* _YOUR OBJECTIVE_
Go over the data and keep only the lines that include "super".

Top of INFORMATION SUPPLIED

use crate::config::DatabaseConfig;
use sqlx::{postgres::PgPoolOptions, PgPool};
use thiserror::Error;
use tracing::info;

/// Errors that can occur when working with the database
#[derive(Error, Debug)]
pub enum DatabaseError {
    #[error("Failed to create database pool: {0}")]
    PoolCreation(sqlx::Error),

    #[error("Database migration failed: {0}")]
    Migration(#[from] sqlx::migrate::MigrateError),
}

/// Create a PostgreSQL connection pool
///
/// # Arguments
/// * `config` - Database configuration
///
/// # Returns
/// * `Ok(PgPool)` - Successfully created connection pool
/// * `Err(DatabaseError)` - Error creating the pool
pub async fn create_pool(config: &DatabaseConfig) -> Result<PgPool, DatabaseError> {
    let pool = PgPoolOptions::new()
        .max_connections(config.max_connections)
        .acquire_timeout(config.acquire_timeout())
        .idle_timeout(config.idle_timeout())
        .max_lifetime(config.max_lifetime())
        .test_before_acquire(config.test_before_acquire)
        .connect(&config.url)
        .await
        .map_err(DatabaseError::PoolCreation)?;

    // Test the connection
    sqlx::query("SELECT 1")
        .execute(&pool)
        .await
        .map_err(DatabaseError::PoolCreation)?;

    Ok(pool)
}

/// Run database migrations
///
/// # Arguments
/// * `pool` - Database connection pool
/// * `migrations_path` - Path to migrations directory (default: "./migrations")
pub async fn run_migrations(
    pool: &PgPool,
    migrations_path: Option<&str>,
) -> Result<(), DatabaseError> {
    let path = migrations_path.unwrap_or("./migrations");
    let migrator = sqlx::migrate::Migrator::new(std::path::Path::new(path))
        .await
        .map_err(DatabaseError::Migration)?;

    migrator.run(pool).await.map_err(DatabaseError::Migration)?;

    Ok(())
}

/// Release every pooled connection. Called once at shutdown.
pub async fn close_pool(pool: &PgPool) {
    if !pool.is_closed() {
        pool.close().await;
        info!("Database pool closed");
    }
}
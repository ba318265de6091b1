//! PostgreSQL connection pool and schema migrations.

pub mod pool;

pub use pool::{close_pool, create_pool, run_migrations, DatabaseError};
pub mod audit;
pub mod deposit_analysis;
pub mod item_service;
pub mod settlement;
pub mod transaction_service;
pub mod user_service;

pub use audit::AuditTrailService;
pub use deposit_analysis::{AnalyzeDepositRequest, DepositAnalysis, DepositAnalysisService};
pub use item_service::ItemService;
pub use settlement::SettlementService;
pub use transaction_service::TransactionService;
pub use user_service::UserService;
use super::{RepoResult, TradeRepositoryTrait, MAX_QUERY_ROWS};
use crate::error::RepositoryError;
use crate::models::{Trade, TradeItem, TradeStatus};
use async_trait::async_trait;
use chrono::NaiveDateTime;
use rust_decimal::Decimal;
use sqlx::types::Json;
use sqlx::{FromRow, PgPool};
use uuid::Uuid;

const TRADE_COLUMNS: &str = r#"
    trade_id, timestamp, payer_id, payee_id, items, total_value, status,
    payer_signature, payee_signature
"#;

/// Row shape of the `trades` table; items live in a JSONB column
#[derive(Debug, FromRow)]
struct TradeRow {
    trade_id: Uuid,
    timestamp: NaiveDateTime,
    payer_id: Uuid,
    payee_id: Uuid,
    items: Json<Vec<TradeItem>>,
    total_value: Decimal,
    status: String,
    payer_signature: String,
    payee_signature: String,
}

impl TryFrom<TradeRow> for Trade {
    type Error = RepositoryError;

    fn try_from(row: TradeRow) -> Result<Self, Self::Error> {
        let status = TradeStatus::from_str(&row.status).map_err(RepositoryError::InvalidInput)?;
        Ok(Trade {
            trade_id: row.trade_id,
            timestamp: row.timestamp,
            payer_id: row.payer_id,
            payee_id: row.payee_id,
            items: row.items.0,
            total_value: row.total_value,
            status,
            payer_signature: row.payer_signature,
            payee_signature: row.payee_signature,
        })
    }
}

/// PostgreSQL repository for the trade log
pub struct PgTradeRepository {
    pool: PgPool,
}

impl PgTradeRepository {
    pub fn new(pool: PgPool) -> Self {
        Self { pool }
    }
}

#[async_trait]
impl TradeRepositoryTrait for PgTradeRepository {
    /// Append a trade. Trades are never updated afterwards.
    async fn create(&self, trade: &Trade) -> RepoResult<Trade> {
        let sql = format!(
            r#"
            INSERT INTO trades (
                trade_id, timestamp, payer_id, payee_id, items, total_value, status,
                payer_signature, payee_signature
            )
            VALUES ($1, $2, $3, $4, $5, $6, $7, $8, $9)
            RETURNING {}
            "#,
            TRADE_COLUMNS
        );

        let row = sqlx::query_as::<_, TradeRow>(&sql)
            .bind(trade.trade_id)
            .bind(trade.timestamp)
            .bind(trade.payer_id)
            .bind(trade.payee_id)
            .bind(Json(&trade.items))
            .bind(trade.total_value)
            .bind(trade.status.as_str())
            .bind(&trade.payer_signature)
            .bind(&trade.payee_signature)
            .fetch_one(&self.pool)
            .await?;

        row.try_into()
    }

    async fn find_by_id(&self, trade_id: Uuid) -> RepoResult<Option<Trade>> {
        let sql = format!("SELECT {} FROM trades WHERE trade_id = $1", TRADE_COLUMNS);
        let row = sqlx::query_as::<_, TradeRow>(&sql)
            .bind(trade_id)
            .fetch_optional(&self.pool)
            .await?;

        row.map(Trade::try_from).transpose()
    }

    async fn find_by_participant(&self, user_id: Uuid) -> RepoResult<Vec<Trade>> {
        let sql = format!(
            r#"
            SELECT {}
            FROM trades
            WHERE payer_id = $1 OR payee_id = $1
            ORDER BY seq
            LIMIT $2
            "#,
            TRADE_COLUMNS
        );

        let rows = sqlx::query_as::<_, TradeRow>(&sql)
            .bind(user_id)
            .bind(MAX_QUERY_ROWS as i64)
            .fetch_all(&self.pool)
            .await?;

        rows.into_iter().map(Trade::try_from).collect()
    }
}
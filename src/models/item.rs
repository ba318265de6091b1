use chrono::NaiveDateTime;
use rust_decimal::Decimal;
use serde::{Deserialize, Serialize};
use sqlx::FromRow;
use uuid::Uuid;

/// A deposited physical item, or a fractional share split from one.
///
/// `share_percentage` is the fraction of the full value attributed to
/// `owner_id`, in [0, 1]. Zero means the item was fully traded away.
#[derive(Debug, Clone, PartialEq, Serialize, Deserialize, FromRow)]
pub struct Item {
    pub item_id: Uuid,
    pub owner_id: Uuid,
    pub category: String,
    pub subcategory: String,
    pub brand: String,
    pub condition: String,
    pub photo: String,
    pub value: Decimal,
    pub is_fractional: bool,
    pub share_percentage: Decimal,
    pub parent_item_id: Option<Uuid>,
    pub created_at: NaiveDateTime,
    pub updated_at: NaiveDateTime,
}

fn full_share() -> Decimal {
    Decimal::ONE
}

/// Deposit payload
#[derive(Debug, Clone, Serialize, Deserialize)]
pub struct ItemCreate {
    pub owner_id: Uuid,
    pub category: String,
    pub subcategory: String,
    pub brand: String,
    pub condition: String,
    pub photo: String,
    pub value: Decimal,
    #[serde(default)]
    pub is_fractional: bool,
    #[serde(default = "full_share")]
    pub share_percentage: Decimal,
    #[serde(default)]
    pub parent_item_id: Option<Uuid>,
}

/// Owner/share patch. Absent fields are left untouched.
#[derive(Debug, Clone, Default, Serialize, Deserialize)]
pub struct ItemUpdate {
    #[serde(default, skip_serializing_if = "Option::is_none")]
    pub share_percentage: Option<Decimal>,
    #[serde(default, skip_serializing_if = "Option::is_none")]
    pub owner_id: Option<Uuid>,
}

/// Check that a stored share lies in [0, 1]
pub fn validate_share(share: Decimal) -> Result<(), String> {
    if share < Decimal::ZERO || share > Decimal::ONE {
        return Err(format!("share_percentage must be between 0 and 1, got {}", share));
    }
    Ok(())
}

impl Item {
    pub fn new(req: ItemCreate) -> Self {
        let now = chrono::Utc::now().naive_utc();
        Self {
            item_id: Uuid::new_v4(),
            owner_id: req.owner_id,
            category: req.category,
            subcategory: req.subcategory,
            brand: req.brand,
            condition: req.condition,
            photo: req.photo,
            value: req.value,
            is_fractional: req.is_fractional,
            share_percentage: req.share_percentage,
            parent_item_id: req.parent_item_id,
            created_at: now,
            updated_at: now,
        }
    }

    /// Fully transferred away; kept as a record only
    pub fn is_orphaned(&self) -> bool {
        self.share_percentage.is_zero()
    }
}

impl ItemCreate {
    pub fn validate(&self) -> Result<(), String> {
        if self.category.trim().is_empty() {
            return Err("category is required".to_string());
        }
        if self.subcategory.trim().is_empty() {
            return Err("subcategory is required".to_string());
        }
        if self.value < Decimal::ZERO {
            return Err("value must not be negative".to_string());
        }
        validate_share(self.share_percentage)
    }
}

impl ItemUpdate {
    pub fn validate(&self) -> Result<(), String> {
        match self.share_percentage {
            Some(share) => validate_share(share),
            None => Ok(()),
        }
    }

    /// Apply present fields and bump `updated_at`
    pub fn apply_to(&self, item: &mut Item, now: NaiveDateTime) {
        if let Some(share) = self.share_percentage {
            item.share_percentage = share;
        }
        if let Some(owner_id) = self.owner_id {
            item.owner_id = owner_id;
        }
        item.updated_at = now;
    }
}

#[cfg(test)]
mod tests {
    use super::*;

    fn create_request() -> ItemCreate {
        serde_json::from_value(serde_json::json!({
            "owner_id": Uuid::new_v4(),
            "category": "clothing",
            "subcategory": "shirt",
            "brand": "Nike",
            "condition": "excellent",
            "photo": "ZmFrZQ==",
            "value": 45.99
        }))
        .unwrap()
    }

    #[test]
    fn test_create_defaults_to_full_share() {
        let req = create_request();
        assert_eq!(req.share_percentage, Decimal::ONE);
        assert!(!req.is_fractional);
        assert!(req.parent_item_id.is_none());

        let item = Item::new(req);
        assert!(!item.is_orphaned());
        assert_eq!(item.created_at, item.updated_at);
    }

    #[test]
    fn test_share_range() {
        assert!(validate_share(Decimal::ZERO).is_ok());
        assert!(validate_share(Decimal::ONE).is_ok());
        assert!(validate_share(Decimal::new(15, 1)).is_err());
        assert!(validate_share(Decimal::new(-1, 1)).is_err());
    }

    #[test]
    fn test_update_applies_only_present_fields() {
        let mut item = Item::new(create_request());
        let owner = item.owner_id;
        let update = ItemUpdate {
            share_percentage: Some(Decimal::new(25, 2)),
            owner_id: None,
        };
        let later = item.updated_at + chrono::Duration::seconds(5);
        update.apply_to(&mut item, later);

        assert_eq!(item.share_percentage, Decimal::new(25, 2));
        assert_eq!(item.owner_id, owner);
        assert_eq!(item.updated_at, later);
    }
}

Bottom of INFORMATION SUPPLIED

* _EXERCISE RESULT_
use super::{RepoResult, TradeRepositoryTrait, MAX_QUERY_ROWS};
    use super::*;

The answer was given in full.